第十七話 お兄ちゃんの席
「ひらり、お待たせ!」
母親が満面の笑顔で、大きな皿を両手に持って戻ってきた。
(あら?……さっき、不機嫌そうに見えたのは気のせいだったかしら……?)
――わあ……!
たくさんのご馳走が並んだ、華やかなテーブルに、私は嬉しくなった。
ここのところ、ひらりくんの食生活を心配していたから、今日はたくさん栄養を取って欲しい。

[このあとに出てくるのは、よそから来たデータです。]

/// Sidebar gallery that follows the visible map area, plus the selection marker,
/// thumbnail popups and the full-size lightbox.
pub const VIEWPORT_GALLERY_JS: &str = r##"<script>
(function () {
  var MAX_ITEMS = __GALLERY_MAX_ITEMS__;

  function mapKey() {
    return Object.keys(window).find(function (k) {
      return k.indexOf("map_") === 0 && window[k] && typeof window[k].setView === "function";
    });
  }
  function leafletMap() { var k = mapKey(); return k ? window[k] : null; }
  function whenMapReady(retries) {
    var map = leafletMap();
    if (map) return init(map);
    if (retries > 0) return setTimeout(function () { whenMapReady(retries - 1); }, 100);
    console.warn("[photomap] Leaflet map not found.");
  }

  // Lightbox for originals.
  var overlay = null, overlayImg = null;
  function hideOverlay() { if (!overlay) return; overlay.style.display = "none"; overlayImg.removeAttribute("src"); }
  function ensureOverlay() {
    if (overlay) return;
    overlay = document.createElement("div");
    overlay.id = "photo-overlay";
    overlay.innerHTML = '<button class="close" aria-label="Close">Close &#x2715;</button><img alt="photo" />';
    document.body.appendChild(overlay);
    overlayImg = overlay.querySelector("img");
    var closeBtn = overlay.querySelector(".close");
    overlay.addEventListener("click", function (e) { if (e.target === overlay || e.target === closeBtn) hideOverlay(); });
    document.addEventListener("keydown", function (e) { if (e.key === "Escape") hideOverlay(); });
  }
  window.__PHOTO_OPEN_ORIGINAL = function (src, title) {
    if (!src) return;
    ensureOverlay();
    overlayImg.alt = title || "photo";
    overlayImg.src = src;
    overlay.style.display = "flex";
  };

  var selectionLayer = null, selectionMarker = null, selectedId = null;

  function featureId(f) {
    if (!f) return null;
    var c = (f.geometry && f.geometry.coordinates) || [];
    var p = (f.properties && f.properties.path) || "";
    return [String(c[0] || ""), String(c[1] || ""), String(p)].join("|");
  }
  function clearSelection() {
    selectedId = null;
    document.querySelectorAll("#gallery-grid [data-fid]").forEach(function (el) { el.classList.remove("selected"); });
  }
  function highlight(id) {
    document.querySelectorAll("#gallery-grid [data-fid]").forEach(function (el) {
      el.classList.toggle("selected", el.getAttribute("data-fid") === id);
    });
  }

  // The sidebar overlaps the right edge of the map on narrow screens; only the
  // uncovered part counts as "in view".
  function uncoveredBounds(map) {
    var c = map.getContainer();
    var width = c.clientWidth, height = c.clientHeight, right = width;
    var panel = document.getElementById("gallery-panel");
    if (panel) {
      var mr = c.getBoundingClientRect(), pr = panel.getBoundingClientRect();
      var ox = Math.max(0, Math.min(mr.right, pr.right) - Math.max(mr.left, pr.left));
      var oy = Math.max(0, Math.min(mr.bottom, pr.bottom) - Math.max(mr.top, pr.top));
      if (ox > 0 && oy > 0) right = Math.max(0, width - ox);
    }
    return L.bounds(L.point(0, 0), L.point(right, height));
  }
  function inView(map, features) {
    var bounds = uncoveredBounds(map);
    return (features || []).filter(function (f) {
      var c = f.geometry && f.geometry.coordinates;
      if (!c) return false;
      try { return bounds.contains(map.latLngToContainerPoint([c[1], c[0]])); } catch (e) { return false; }
    });
  }

  function attr(s) { return String(s || "").replace(/&/g, "&amp;").replace(/"/g, "&quot;").replace(/</g, "&lt;"); }
  function popupHtml(props) {
    var title = (props && props.path) || "photo";
    var thumb = props && props.thumb;
    var full = props && props.img_rel;
    var html = '<div style="font-size:12px; text-align:center; max-width:60vw;">';
    var style = "max-width:520px; max-height:400px; width:auto; height:auto; border-radius:10px; display:block; margin:0 auto 6px;";
    if (thumb && full) {
      html += '<img src="' + attr(thumb) + '" alt="' + attr(title) + '" data-full="' + attr(full) + '"' +
        " onclick=\"window.__PHOTO_OPEN_ORIGINAL(this.getAttribute('data-full'), this.alt)\"" +
        ' style="' + style + ' cursor:zoom-in;" />' +
        '<div style="font-size:11px; color:#555;">Click the image to view full size</div>';
    } else if (thumb) {
      html += '<img src="' + attr(thumb) + '" alt="' + attr(title) + '" style="' + style + '" />';
    } else {
      html += '<div style="padding:8px 0; color:#666;">No thumbnail available.</div>';
    }
    return html + "<div>" + attr(title) + "</div></div>";
  }

  function select(map, lat, lon, props, fid) {
    if (!selectionLayer) selectionLayer = L.layerGroup().addTo(map);
    if (selectionMarker) { selectionLayer.removeLayer(selectionMarker); selectionMarker = null; }

    selectionMarker = L.marker([lat, lon], {
      title: (props && props.path) || "photo",
      icon: L.icon({
        iconUrl: "https://raw.githubusercontent.com/pointhi/leaflet-color-markers/master/img/marker-icon-red.png",
        shadowUrl: "https://unpkg.com/leaflet@1.9.4/dist/images/marker-shadow.png",
        iconSize: [25, 41], iconAnchor: [12, 41], popupAnchor: [1, -34]
      })
    });
    selectionMarker.addTo(selectionLayer)
      .bindPopup(popupHtml(props), { maxWidth: 560, keepInView: true, className: "photo-popup" })
      .openPopup();
    selectionMarker.on("popupclose", function () {
      if (selectionMarker) selectionLayer.removeLayer(selectionMarker);
      selectionMarker = null;
      clearSelection();
    });

    map.setView([lat, lon], Math.max(12, map.getZoom()), { animate: true });
    selectedId = fid || null;
    if (selectedId) highlight(selectedId);
  }

  function textTile(text, fid, onClick) {
    var div = document.createElement("div");
    div.className = "tile";
    div.setAttribute("data-fid", fid || "");
    div.textContent = text || "No preview";
    div.onclick = onClick;
    return div;
  }

  function render(features) {
    var grid = document.getElementById("gallery-grid");
    var empty = document.getElementById("gallery-empty");
    grid.innerHTML = "";
    document.getElementById("inview-count").textContent = String(features.length);
    if (!features.length) { if (empty) empty.style.display = "block"; return; }
    if (empty) empty.style.display = "none";

    features.slice(0, MAX_ITEMS).forEach(function (f) {
      var fid = featureId(f), props = f.properties || {}, label = props.path || "photo";
      var c = f.geometry && f.geometry.coordinates;
      var onClick = function () {
        var map = leafletMap();
        if (map && c && c.length >= 2) select(map, c[1], c[0], props, fid);
      };
      var el;
      if (props.thumb) {
        el = document.createElement("img");
        el.src = props.thumb;
        el.alt = label;
        el.title = label;
        el.setAttribute("data-fid", fid || "");
        el.onclick = onClick;
        el.onerror = function () {
          var t = textTile(label, fid, onClick);
          if (selectedId === fid) t.classList.add("selected");
          el.replaceWith(t);
        };
      } else {
        el = textTile(label, fid, onClick);
      }
      if (selectedId === fid) el.classList.add("selected");
      grid.appendChild(el);
    });
  }

  function bindPointPopups(map) {
    map.eachLayer(function (group) {
      if (!group || typeof group.eachLayer !== "function") return;
      group.eachLayer(function (layer) {
        if (!layer || !layer.feature) return;
        var props = layer.feature.properties || {}, fid = featureId(layer.feature);
        layer.bindPopup(popupHtml(props), { maxWidth: 560, keepInView: true, className: "photo-popup" });
        layer.on("popupopen", function () { selectedId = fid; highlight(fid); });
        layer.on("popupclose", clearSelection);
      });
    });
  }

  function init(map) {
    var all = (window.__PHOTO_FEATURES__ && window.__PHOTO_FEATURES__.features) || [];
    document.getElementById("total-count").textContent = String(all.length);

    var follow = document.getElementById("follow-map");
    var showAll = document.getElementById("show-all");
    var refresh = function () {
      render(showAll && showAll.checked ? all : inView(map, all));
      if (selectedId) highlight(selectedId);
    };

    refresh();
    map.on("moveend", function () { if (follow && follow.checked) refresh(); });
    document.getElementById("gallery-refresh").addEventListener("click", refresh);
    if (showAll) showAll.addEventListener("change", refresh);
    window.addEventListener("resize", refresh);

    bindPointPopups(map);
    console.debug("[photomap] features loaded:", all.length);
  }

  whenMapReady(30);
})();
</script>"##;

テーブルの上に並んだのは、ロールキャベツにからあげ、オムライス、ポテトサラダ。
どれも子供が好きそうなものばかりだった。
「いっぱい食べてね」
「……うん」
ひらりくんは箸を手に取った。
「いただきます」
「はい、召し上がれ」
母親は嬉しそうに笑って、向かいの椅子に腰を下ろした。
ひらりくんが、ロールキャベツを一口食べる。
「どう?」
「……おいしい」
「よかった!」
母親は満足そうに頷いた。
けれど、その視線はひらりくんではなく――。
その隣の、誰も座っていない椅子へ向いていた。
『……ひらりくん?』
(なに?)
『あの椅子……』
(……うん)
『誰が、いつもは座ってるの?』
ひらりくんは、しばらく黙っていた。
(……兄ちゃん)
『え?』
(兄ちゃんが、いつもそこに……)
ひらりくんは、何でもないことのように答えた。
(母さん、兄ちゃんが好きだったものばっか作るんだ)
『……そうなの?』
「うん」
ひらりくんはロールキャベツを箸で切った。
(俺、ロールキャベツ……そんな好きじゃない)
『……え?』
(兄ちゃんが好きだったから)
その言葉に、私は何も返せなかった。
母親は楽しそうに話している。
「ねえ、ひらり。昔はお兄ちゃんとよく取り合いしたわよね」
「……そうだっけ?」
「したじゃない。お兄ちゃんが三つ食べるから、ひらりが泣いて」
「……覚えてない」
「ふふ。ひらりは昔から食が細かったものね」
母親は笑っている。
ひらりくんも笑っている。
けれど――。
私は、なんだか胸の奥がざわついた。
母親が話しているのは、ひらりくんの思い出のはずなのに。
そこにいるのは、ひらりくんではないような気がしたからだ。
『ひらりくん』
(なに?)
『……お兄ちゃんって、どんな人なの?』
ひらりくんの箸が止まった。
(……優しかったよ)
『そう』
(頭もよかったし、運動もできた)
『……ひらりくんだって、頭いいし、運動もできるじゃない』
(……そうかな)
ひらりくんは少しだけ笑った。
『そうよ』
(兄ちゃんのほうが、すごかったよ)
『……』
(俺じゃ、比べ物にならない)
それ以上は、答えなかった。
母親が、ひらりくんの空いた皿に、ロールキャベツをもう一つ置く。
「ほら、ひらり。お兄ちゃんみたいに、いっぱい食べなさい」
その瞬間、ひらりくんの顔から、笑顔が消えた。
「……俺は、兄ちゃんじゃないよ」
小さな声だった。
母親には聞こえなかったのかもしれない。
けれど、私にははっきり聞こえた。
ひらりくんの、心の叫びのような声だった。
「えっ?なあに?」
「……ううん。何でもない」
ひらりくんは顔を歪めて、小さく笑った。
大きな口でパクパクと食べていく。まるで皿の上の料理を、一刻も早く片付けようとしているみたいに。